China take-privates, part 34
One week, two private equity-backed management buyout offers for Chinese companies listed on NASDAQ, and a lot of fuss from (some, but not all) media outlets about how this is the start of something big. It’s not.
The $3.5 billion MBO touted for Focus Media takes the China take-private trend up a notch - but it's not new. And given the amount PE investors have talked about these opportunities in recent months, not to mention the amount I've written about them, it shouldn't be that surprising. And, yes, the complications and risks inherent in such transactions remain the same.
On a broader level, depressed public market valuations create a natural inroad for private equity. According to AVCJ Research, investment has slowed throughout Asia over the last 18 months, reaching a three-year low of $26.2 billion in January-June 2012, but buyouts and PIPE deals are not responsible.
These two categories between them racked up $16 billion in transaction value in the first half of 2011 (47% of the regional total), $21.8 billion in the second half of 2011 (60.8% of the total), and $16.9 billion in the first half of 2012 (64.6% of the total). By comparison, growth deals have slumped from $12.8 billion to $8.3 billion to $7 billion over the same period.
Private equity firms will place capital where they perceive value and feel they can wield sufficient influence in realizing it. Public market transactions will continue to play a large role as long as valuations allow it.
Chinese companies listed in the US have been hit particularly hard after financial inconsistencies were uncovered in filings made by several firms that went public via reverse mergers. Short sellers have also launched attacks on a number of these firms. Plummeting valuations have prompted management teams to consider going private and relisting in Asia.
The Focus Media MBO has attracted attention not only for its size, but also because the company has been targeted by Muddy Waters, arguably the most notorious/successful of the shorts. It accused Focus Media of overstating the number of screens it uses to display ads in China and of overpaying for acquisitions, and the stock tanked; the company denied the claims, and the stock largely recovered.
Focus Media isn't the first to be placed under such scrutiny and respond with a PE-backed MBO. Harbin Electric (completed), FushiCopperweld (pending approval), China Fire & Security (completed) and CNinsure (terminated) have also had questions asked of them.

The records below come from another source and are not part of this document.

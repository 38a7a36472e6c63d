//! SSH transport for Windows guests.
//!
//! Each script step is copied to the guest's staging directory with `scp`
//! and invoked with `ssh`. The guest's OpenSSH default shell must be
//! PowerShell; the remote command is a single PowerShell statement list in
//! which every argument and environment value is a single-quoted literal.
//!
//! The privilege flag picks the login: privileged steps use the
//! connection's `admin_user`, the rest use `user` when one is configured.

use crate::config_file::Connection;
use crate::error::{ProvisionError, Result};
use crate::script_runner::{ScriptOutput, run_captured};
use crate::step::ScriptStep;
use crate::transport::{Transport, tcp_reachable};
use std::path::PathBuf;
use std::process::Command;
use std::time::Duration;
use tracing::{debug, info, warn};

/// Exit status `ssh` reports when the connection itself fails.
const SSH_CONNECTION_LOST: i32 = 255;

/// Prints the guest's last boot time; it changes with every restart.
const BOOT_ID_COMMAND: &str =
    "(Get-CimInstance Win32_OperatingSystem).LastBootUpTime.ToUniversalTime().ToString('o')";

/// Quote `value` as a PowerShell single-quoted string literal.
///
/// Inside single quotes PowerShell expands nothing; the only special
/// character is `'` itself, written as `''`.
pub fn ps_quote(value: &str) -> String {
    let mut quoted = String::with_capacity(value.len() + 2);
    quoted.push('\'');
    for c in value.chars() {
        // PowerShell also treats typographic single quotes as quote chars
        if matches!(c, '\'' | '\u{2018}' | '\u{2019}' | '\u{201A}' | '\u{201B}') {
            quoted.push(c);
        }
        quoted.push(c);
    }
    quoted.push('\'');
    quoted
}

/// Whether `name` can be written as `$env:<name>` without braces.
pub fn is_valid_env_name(name: &str) -> bool {
    let mut chars = name.chars();
    matches!(chars.next(), Some(c) if c.is_ascii_alphabetic() || c == '_')
        && chars.all(|c| c.is_ascii_alphanumeric() || c == '_')
}

/// Guest path of a staged script: `<staging_dir>\<file>`.
pub fn staged_path(staging_dir: &str, script_name: &str) -> String {
    format!("{}\\{}", staging_dir.trim_end_matches(['\\', '/']), script_name)
}

/// PowerShell statements that run `script_path` with the step's env and args.
pub fn remote_invocation(step: &ScriptStep, script_path: &str) -> Result<String> {
    let mut command = String::from("$ErrorActionPreference = 'Stop'; ");
    for (key, value) in step.env() {
        if !is_valid_env_name(key) {
            return Err(ProvisionError::validation(format!(
                "Environment variable name '{}' is not a valid identifier",
                key
            )));
        }
        command.push_str(&format!("$env:{} = {}; ", key, ps_quote(value)));
    }
    command.push_str("& ");
    command.push_str(&ps_quote(script_path));
    for arg in step.args() {
        command.push(' ');
        command.push_str(&ps_quote(arg));
    }
    command.push_str("; exit $LASTEXITCODE");
    Ok(command)
}

/// Runs steps on a guest over SSH.
#[derive(Debug, Clone)]
pub struct SshTransport {
    name: String,
    connection: Connection,
    staging_dir: String,
    connect_timeout: Duration,
    ssh_program: PathBuf,
    scp_program: PathBuf,
}

impl SshTransport {
    pub fn new(
        name: impl Into<String>,
        connection: Connection,
        staging_dir: impl Into<String>,
        connect_timeout: Duration,
    ) -> Self {
        Self {
            name: name.into(),
            connection,
            staging_dir: staging_dir.into(),
            connect_timeout,
            ssh_program: PathBuf::from("ssh"),
            scp_program: PathBuf::from("scp"),
        }
    }

    /// Use different `ssh`/`scp` executables.
    pub fn with_programs(mut self, ssh: impl Into<PathBuf>, scp: impl Into<PathBuf>) -> Self {
        self.ssh_program = ssh.into();
        self.scp_program = scp.into();
        self
    }

    fn common_options(&self) -> Vec<String> {
        let mut opts = vec![
            "-o".to_string(),
            "BatchMode=yes".to_string(),
            "-o".to_string(),
            format!("ConnectTimeout={}", self.connect_timeout.as_secs().max(1)),
        ];
        if let Some(identity) = &self.connection.identity_file {
            opts.push("-i".to_string());
            opts.push(identity.display().to_string());
        }
        opts
    }

    fn destination(&self, privileged: bool) -> String {
        format!("{}@{}", self.connection.user_for(privileged), self.connection.host)
    }

    /// argv for `ssh` running `remote_command`.
    pub fn ssh_args(&self, privileged: bool, remote_command: &str) -> Vec<String> {
        let mut args = self.common_options();
        args.push("-p".to_string());
        args.push(self.connection.port.to_string());
        args.push(self.destination(privileged));
        args.push("--".to_string());
        args.push(remote_command.to_string());
        args
    }

    /// argv for `scp` copying `step`'s script to its staged path.
    pub fn scp_args(&self, step: &ScriptStep) -> Vec<String> {
        let remote = staged_path(&self.staging_dir, &step.script_name()).replace('\\', "/");
        let mut args = self.common_options();
        args.push("-P".to_string());
        args.push(self.connection.port.to_string());
        args.push(step.path().display().to_string());
        args.push(format!("{}:{}", self.destination(step.privileged()), remote));
        args
    }

    fn ssh(&self, privileged: bool, remote_command: &str, label: &str) -> Result<ScriptOutput> {
        let mut cmd = Command::new(&self.ssh_program);
        cmd.args(self.ssh_args(privileged, remote_command));
        run_captured(&mut cmd, label)
    }

    fn upload(&self, step: &ScriptStep) -> Result<()> {
        if !step.path().is_file() {
            return Err(ProvisionError::transport(format!(
                "Script not found: {}",
                step.path().display()
            )));
        }

        let mkdir = format!(
            "New-Item -ItemType Directory -Force -Path {} | Out-Null",
            ps_quote(&self.staging_dir)
        );
        let output = self.ssh(step.privileged(), &mkdir, "ssh mkdir")?;
        if !output.success {
            return Err(ProvisionError::transport(format!(
                "{}: cannot create staging directory {}: {}",
                self.name,
                self.staging_dir,
                output.stderr.trim()
            )));
        }

        let mut cmd = Command::new(&self.scp_program);
        cmd.args(self.scp_args(step));
        let output = run_captured(&mut cmd, "scp")?;
        if !output.success {
            return Err(ProvisionError::transport(format!(
                "{}: upload of {} failed: {}",
                self.name,
                step.script_name(),
                output.stderr.trim()
            )));
        }
        debug!("{}: uploaded {}", self.name, step.script_name());
        Ok(())
    }
}

impl Transport for SshTransport {
    fn target(&self) -> &str {
        &self.name
    }

    fn run_script(&self, step: &ScriptStep) -> Result<ScriptOutput> {
        self.upload(step)?;
        let remote_path = staged_path(&self.staging_dir, &step.script_name());
        let invocation = remote_invocation(step, &remote_path)?;
        info!(
            "{}: running {} as {}",
            self.name,
            step.script_name(),
            self.connection.user_for(step.privileged())
        );
        self.ssh(step.privileged(), &invocation, &step.script_name())
    }

    fn request_reboot(&self) -> Result<()> {
        info!("{}: requesting reboot", self.name);
        let output = self.ssh(true, "Restart-Computer -Force", "ssh reboot")?;
        match output.exit_code {
            Some(0) => Ok(()),
            // Connection cut by the restart; the boot id check decides
            Some(SSH_CONNECTION_LOST) => {
                warn!(
                    "{}: connection dropped during reboot request: {}",
                    self.name,
                    output.stderr.trim()
                );
                Ok(())
            }
            code => Err(ProvisionError::transport(format!(
                "{}: reboot request refused (exit code {:?}): {}",
                self.name,
                code,
                output.stderr.trim()
            ))),
        }
    }

    fn is_reachable(&self) -> bool {
        tcp_reachable(
            &self.connection.host,
            self.connection.port,
            self.connect_timeout,
        )
    }

    fn boot_id(&self) -> Result<Option<String>> {
        let output = self.ssh(true, BOOT_ID_COMMAND, "ssh boot id")?;
        let id = output.stdout.trim();
        if !output.success || id.is_empty() {
            return Err(ProvisionError::transport(format!(
                "{}: cannot read last boot time (exit code {:?}): {}",
                self.name,
                output.exit_code,
                output.stderr.trim()
            )));
        }
        debug!("{}: boot id {}", self.name, id);
        Ok(Some(id.to_string()))
    }
}

#[cfg(test)]
mod tests {
    use super::*;
    use crate::script_traits::ScriptLayout;
    use crate::scripts::powershell_universal::{CreateServiceAccountArgs, DownloadPsuArgs};
    use crate::settings::ServiceAccount;
    use std::collections::BTreeMap;

    fn connection() -> Connection {
        Connection {
            host: "192.168.56.11".into(),
            port: 2222,
            admin_user: "vagrant".into(),
            user: Some("labuser".into()),
            identity_file: Some(PathBuf::from("/keys/lab")),
        }
    }

    fn transport() -> SshTransport {
        SshTransport::new(
            "psu01",
            connection(),
            "C:\\Windows\\Temp\\labprov",
            Duration::from_secs(5),
        )
    }

    #[test]
    fn test_ps_quote() {
        assert_eq!(ps_quote("plain"), "'plain'");
        assert_eq!(ps_quote("it's"), "'it''s'");
        assert_eq!(ps_quote(""), "''");
        assert_eq!(ps_quote("$(rm -rf /); `n"), "'$(rm -rf /); `n'");
        assert_eq!(ps_quote("a\u{2019}b"), "'a\u{2019}\u{2019}b'");
    }

    #[test]
    fn test_env_name_validation() {
        assert!(is_valid_env_name("labdomain"));
        assert!(is_valid_env_name("_X1"));
        assert!(!is_valid_env_name("1X"));
        assert!(!is_valid_env_name("A-B"));
        assert!(!is_valid_env_name(""));
    }

    #[test]
    fn test_remote_invocation() {
        let layout = ScriptLayout::new("src");
        let mut env = BTreeMap::new();
        env.insert("labdomain".to_string(), "corp.test".to_string());
        let step = ScriptStep::from_args(
            &layout,
            &CreateServiceAccountArgs {
                account: ServiceAccount::new("svc", "p'w"),
            },
            &env,
        );
        let cmd = remote_invocation(&step, "C:\\stage\\create-domainserviceaccount.ps1").unwrap();
        assert_eq!(
            cmd,
            "$ErrorActionPreference = 'Stop'; $env:labdomain = 'corp.test'; \
             & 'C:\\stage\\create-domainserviceaccount.ps1' 'svc' 'p''w'; exit $LASTEXITCODE"
        );
    }

    #[test]
    fn test_remote_invocation_rejects_bad_env_name() {
        let layout = ScriptLayout::new("src");
        let mut env = BTreeMap::new();
        env.insert("bad name".to_string(), "x".to_string());
        let step = ScriptStep::from_args(&layout, &DownloadPsuArgs, &env);
        assert!(remote_invocation(&step, "C:\\x.ps1").is_err());
    }

    #[test]
    fn test_ssh_args_pick_user_by_privilege() {
        let t = transport();
        let args = t.ssh_args(true, "hostname");
        assert_eq!(
            args,
            [
                "-o", "BatchMode=yes", "-o", "ConnectTimeout=5", "-i", "/keys/lab", "-p", "2222",
                "vagrant@192.168.56.11", "--", "hostname",
            ]
        );
        let args = t.ssh_args(false, "hostname");
        assert!(args.contains(&"labuser@192.168.56.11".to_string()));
    }

    #[test]
    fn test_scp_args() {
        let t = transport();
        let step = ScriptStep::from_args(&ScriptLayout::new("src"), &DownloadPsuArgs, &BTreeMap::new());
        let args = t.scp_args(&step);
        assert_eq!(args[args.len() - 3], "2222");
        assert_eq!(
            args[args.len() - 2],
            "src/roles/powershell-universal/scripts/download-powershelluniversal.ps1"
        );
        assert_eq!(
            args[args.len() - 1],
            "labuser@192.168.56.11:C:/Windows/Temp/labprov/download-powershelluniversal.ps1"
        );
    }

    #[test]
    fn test_staged_path_trims_separator() {
        assert_eq!(staged_path("C:\\stage\\", "a.ps1"), "C:\\stage\\a.ps1");
        assert_eq!(staged_path("C:/stage/", "a.ps1"), "C:/stage\\a.ps1");
    }

    #[test]
    fn test_missing_script_is_transport_error() {
        let t = transport().with_programs("/nonexistent/ssh", "/nonexistent/scp");
        let step = ScriptStep::from_args(
            &ScriptLayout::new("/nonexistent-root"),
            &DownloadPsuArgs,
            &BTreeMap::new(),
        );
        let err = t.run_script(&step).unwrap_err();
        assert!(matches!(err, ProvisionError::Transport(_)));
    }

    fn fake_ssh(dir: &std::path::Path, name: &str, body: &str) -> SshTransport {
        use std::os::unix::fs::PermissionsExt;
        let program = dir.join(name);
        std::fs::write(&program, format!("#!/bin/sh\n{body}\n")).unwrap();
        std::fs::set_permissions(&program, std::fs::Permissions::from_mode(0o755)).unwrap();
        transport().with_programs(program, dir.join("scp"))
    }

    #[test]
    fn test_reboot_exit_codes() {
        let dir = tempfile::TempDir::new().unwrap();

        let t = fake_ssh(dir.path(), "ssh-ok", "exit 0");
        assert!(t.request_reboot().is_ok());

        let t = fake_ssh(dir.path(), "ssh-dropped", "echo 'Connection closed' >&2; exit 255");
        assert!(t.request_reboot().is_ok());

        let t = fake_ssh(dir.path(), "ssh-denied", "echo 'Access denied' >&2; exit 1");
        let err = t.request_reboot().unwrap_err();
        assert!(matches!(err, ProvisionError::Transport(ref m) if m.contains("Access denied")));
    }

    #[test]
    fn test_boot_id_is_trimmed_stdout() {
        let dir = tempfile::TempDir::new().unwrap();

        let t = fake_ssh(dir.path(), "ssh-boot", "echo '2026-01-02T03:04:05.0000000Z'");
        assert_eq!(
            t.boot_id().unwrap().as_deref(),
            Some("2026-01-02T03:04:05.0000000Z")
        );

        let t = fake_ssh(dir.path(), "ssh-silent", "exit 0");
        assert!(t.boot_id().is_err());
    }
}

According to Roth Capital Partners, 37 China take-privates have been announced, completed or terminated since 2010. PE investors are involved in four of the 14 completed deals and four of 18 that are ongoing. Quality inevitably varies and this affects the chances of a deal going through and then achieving the ultimate objective of a relisting in Asia, a feat that so far none of these companies has achieved.
Focus Media is large, well known and profitable. It was taken public by credible investors (CDH Investments, Draper Fisher Jurveston, 3i Group, and others) and is poised to be taken private by credible investors (The Carlyle Group, CDH, China Everbright, CITIC Capital and FountainVest Partners), supported by credible financiers. Crucially, the company is incorporated in the Cayman Islands, a jurisdiction regarded favorably by the Hong Kong Stock Exchange.
On the flip side, a company might be incorporated in Nevada, and re-domiciling to Cayman could incur a US tax bill large enough to make the whole exercise financially unviable. It might also be unprofitable, which would fall foul of Hong Kong's merit-based review system. Even if structural challenges are overcome, does the company appeal to investors in Asia. A lack of brand-name recognition, a puzzling business model and Chinese policy bank backing are unlikely to inspire confidence.
As many investors have discovered, it is dangerous to pick winners - or trends, for that matter - without proper due diligence.